To The Road Less Travelled – Wishing You Love and Happiness and Curiosity Forever
A group exhibition featuring: HuskMitNavn (DK), Søren Behncke (DK), Pica Pica (BE), Jesper Dalgaard (DK)Andrew Sendor (US), Benji Whalen (US), Michael Dumontier (CAN), Asger Carlsen (DK), Shane Bradford (UK), Mike Mills (US), Troels Carlsen (DK), Jes Brinch (DK), DearRainDrop (US), Graham Hudson (UK), Misha Hollenbach (AUS), Neil Farber (US), Michael Rytz (DK), Mads Lynnerup (DK), Lora Fosberg (US), Rory McBeth (UK), Clayton Brothers (US), Michael Swaney (CAN), Brian Montuori (US), Johannes Hinriksson (IS), Michelle Blade (US) and Jakob Boeskov (DK/IS).
Opening day: Friday January 15. 2010. From 17.00 – 22.00
Exhibition period: January 16. – February 13. 2010.
The title of the exhibition is lifted from a hand written inscription in an edition of Jack Kerouac’s ‘On The Road’. The full inscription reads like this:
“Laurabelle and Nicolas – to the road less travelled – wishing you love and happiness and curiosity forever- with love, Annie xx”
Jesper Elg: “I actually never saw the inscription myself.

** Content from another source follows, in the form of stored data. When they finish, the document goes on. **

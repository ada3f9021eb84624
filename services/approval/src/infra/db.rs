use anyhow::Context as _;
use chrono::{DateTime, Utc};
use sea_orm::{
    ActiveModelTrait, ActiveValue::Set, ColumnTrait, DatabaseConnection, DatabaseTransaction,
    EntityTrait, QueryFilter, QueryOrder, QuerySelect, TransactionTrait, sea_query::Expr,
};
use uuid::Uuid;

use fanpage_approval_schema::{approval_codes, profiles};

use crate::domain::repository::{ApprovalCodeRepository, ProfileRepository};
use crate::domain::types::{ApprovalCode, Profile, RedeemOutcome};
use crate::error::ApprovalServiceError;

// ── Profile repository ───────────────────────────────────────────────────────

#[derive(Clone)]
pub struct DbProfileRepository {
    pub db: DatabaseConnection,
}

impl ProfileRepository for DbProfileRepository {
    async fn find_by_id(&self, id: Uuid) -> Result<Option<Profile>, ApprovalServiceError> {
        let model = profiles::Entity::find_by_id(id)
            .one(&self.db)
            .await
            .context("find profile by id")?;
        Ok(model.map(profile_from_model))
    }

    async fn set_ban(
        &self,
        id: Uuid,
        banned: bool,
        reason: Option<&str>,
    ) -> Result<bool, ApprovalServiceError> {
        let result = profiles::Entity::update_many()
            .col_expr(profiles::Column::Banned, Expr::value(banned))
            .col_expr(
                profiles::Column::BanReason,
                Expr::value(reason.map(str::to_owned)),
            )
            .filter(profiles::Column::Id.eq(id))
            .exec(&self.db)
            .await
            .context("update profile ban")?;
        Ok(result.rows_affected > 0)
    }
}

fn profile_from_model(model: profiles::Model) -> Profile {
    Profile {
        id: model.id,
        email: model.email,
        display_name: model.display_name,
        approved: model.approved,
        approved_at: model.approved_at,
        banned: model.banned,
        ban_reason: model.ban_reason,
        admin: model.admin,
    }
}

// ── ApprovalCode repository ──────────────────────────────────────────────────

#[derive(Clone)]
pub struct DbApprovalCodeRepository {
    pub db: DatabaseConnection,
}

impl ApprovalCodeRepository for DbApprovalCodeRepository {
    async fn create(&self, code: &ApprovalCode) -> Result<(), ApprovalServiceError> {
        approval_codes::ActiveModel {
            id: Set(code.id),
            subject_id: Set(code.subject_id),
            code: Set(code.code.clone()),
            issued_by: Set(code.issued_by),
            created_at: Set(code.created_at),
            expires_at: Set(code.expires_at),
            used_at: Set(None),
            sent_to_email: Set(None),
            sent_at: Set(None),
        }
        .insert(&self.db)
        .await
        .context("create approval code")?;
        Ok(())
    }

    async fn list_by_subject(
        &self,
        subject_id: Uuid,
    ) -> Result<Vec<ApprovalCode>, ApprovalServiceError> {
        let models = approval_codes::Entity::find()
            .filter(approval_codes::Column::SubjectId.eq(subject_id))
            .order_by_desc(approval_codes::Column::CreatedAt)
            .all(&self.db)
            .await
            .context("list approval codes by subject")?;
        Ok(models.into_iter().map(approval_code_from_model).collect())
    }

    async fn mark_sent(
        &self,
        subject_id: Uuid,
        email: &str,
        at: DateTime<Utc>,
    ) -> Result<bool, ApprovalServiceError> {
        let latest = approval_codes::Entity::find()
            .filter(approval_codes::Column::SubjectId.eq(subject_id))
            .filter(approval_codes::Column::UsedAt.is_null())
            .order_by_desc(approval_codes::Column::CreatedAt)
            .one(&self.db)
            .await
            .context("find latest unredeemed approval code")?;
        let Some(latest) = latest else {
            return Ok(false);
        };

        approval_codes::ActiveModel {
            id: Set(latest.id),
            sent_to_email: Set(Some(email.to_owned())),
            sent_at: Set(Some(at)),
            ..Default::default()
        }
        .update(&self.db)
        .await
        .context("mark approval code sent")?;
        Ok(true)
    }

    async fn redeem(
        &self,
        code: &str,
        caller_id: Uuid,
        now: DateTime<Utc>,
    ) -> Result<RedeemOutcome, ApprovalServiceError> {
        let code = code.to_owned();
        let outcome = self
            .db
            .transaction::<_, RedeemOutcome, sea_orm::DbErr>(|txn| {
                Box::pin(async move { redeem_in_txn(txn, &code, caller_id, now).await })
            })
            .await
            .context("redeem approval code")?;
        Ok(outcome)
    }
}

/// Check-and-consume inside one transaction.
///
/// Row locks serialize concurrent redeemers of the same caller; the
/// `used_at IS NULL` guard on the update makes a second consumer see zero
/// affected rows even without them. Non-`Redeemed` outcomes write nothing.
async fn redeem_in_txn(
    txn: &DatabaseTransaction,
    code: &str,
    caller_id: Uuid,
    now: DateTime<Utc>,
) -> Result<RedeemOutcome, sea_orm::DbErr> {
    let profile = profiles::Entity::find_by_id(caller_id)
        .lock_exclusive()
        .one(txn)
        .await?;
    let Some(profile) = profile else {
        return Ok(RedeemOutcome::Invalid);
    };
    if profile.banned {
        return Ok(RedeemOutcome::Banned);
    }

    let row = approval_codes::Entity::find()
        .filter(approval_codes::Column::Code.eq(code))
        .filter(approval_codes::Column::SubjectId.eq(caller_id))
        .filter(approval_codes::Column::UsedAt.is_null())
        .filter(approval_codes::Column::ExpiresAt.gt(now))
        .order_by_desc(approval_codes::Column::CreatedAt)
        .lock_exclusive()
        .one(txn)
        .await?;
    let Some(row) = row else {
        return Ok(RedeemOutcome::Invalid);
    };

    let consumed = approval_codes::Entity::update_many()
        .col_expr(approval_codes::Column::UsedAt, Expr::value(now))
        .filter(approval_codes::Column::Id.eq(row.id))
        .filter(approval_codes::Column::UsedAt.is_null())
        .exec(txn)
        .await?;
    if consumed.rows_affected != 1 {
        return Ok(RedeemOutcome::Invalid);
    }

    // A profile approved by an earlier code keeps its first approval time.
    let approved_at = profile.approved_at.unwrap_or(now);
    profiles::Entity::update_many()
        .col_expr(profiles::Column::Approved, Expr::value(true))
        .col_expr(profiles::Column::ApprovedAt, Expr::value(approved_at))
        .filter(profiles::Column::Id.eq(profile.id))
        .exec(txn)
        .await?;

    Ok(RedeemOutcome::Redeemed {
        subject_id: row.subject_id,
    })
}

fn approval_code_from_model(model: approval_codes::Model) -> ApprovalCode {
    ApprovalCode {
        id: model.id,
        subject_id: model.subject_id,
        code: model.code,
        issued_by: model.issued_by,
        created_at: model.created_at,
        expires_at: model.expires_at,
        used_at: model.used_at,
        sent_to_email: model.sent_to_email,
        sent_at: model.sent_at,
    }
}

It is sealed in paint forever in one of Shane Bradford’s dipped book works. I guess this fact made me even more intrigued and curious about the work. And that feeling is exactly what this exhibition celebrates; curiosity forever. Curiosity as a question mark when too many people agree or disagree. Curiosity as in turning your GPS off and letting gut and chance roam. Curiosity as to what art is or could be. Curiosity as to exploring limits and boundaries. Curiosity as in transgressing limits and boundaries. Curiosity as in meeting the world again. Curiosity as to what will happen when I stick my finger in there. Curiosity as to what are being built in there. All the questions you are not supposed to ask, but hopefully do.”
This makes perfect sense. Curiosity is a key component of life in all its grit and glory. Closely related to courage, stupidity, lust and intelligence it is dangerous and vital, wise and senseless. It can push you into darkness and turn on the light. It can send you down dodgy paths and make you take wrong turns. But it also paves the way for triumph. It can create and destroy. It makes heroes and losers. And can lead to both magnificent mistakes and great thoughts. It made Odysseus stray, but perhaps it also led him back on track. Scientists, artists and prying people in general keep venturing into the unknown instead of resting on given truths that promises them a comfortable life in this life and the supposed next. Paradise was lost. But Freedom was given.
The exhibition features works from 25 very diverse international artists working in different media spanning from painting, mixed media and drawing over sculpture to video. Some are old friends of V1: the prolific Rory MacBeth, the fluorescent rebels Dearraindrop, the influential Clayton Brothers, the Icelandic Brahman Johannes Hinriksson, the devilishly detailed Troels Carlsen and the artistic sniper Jakob Boeskov. And others are new friends: the deliciously quirky Michael Dumontier, the visual wordsmith Lora Fosberg and Mike Mills whose monocle we love to see the world through. Some have kept us curious for years; others have just caught our attention. But all works are projections of our wish to know, see and hear more – and our hope to feel lost and found at the same time.
We can’t think of a more appropriate way of opening the doors to a new decade, than by celebrating curiosity in contemporary art. Jump into the reverse boat and dance around the colorful totems. Marvel at constructions we will never be able to find harmony in and sympathize with the dog whose position some of us envy and other of us fear. Leave the brush hanging and let the fat man find his own – and others – death. Bike next to the exotic beauty in familiar settings and read all the lost signals.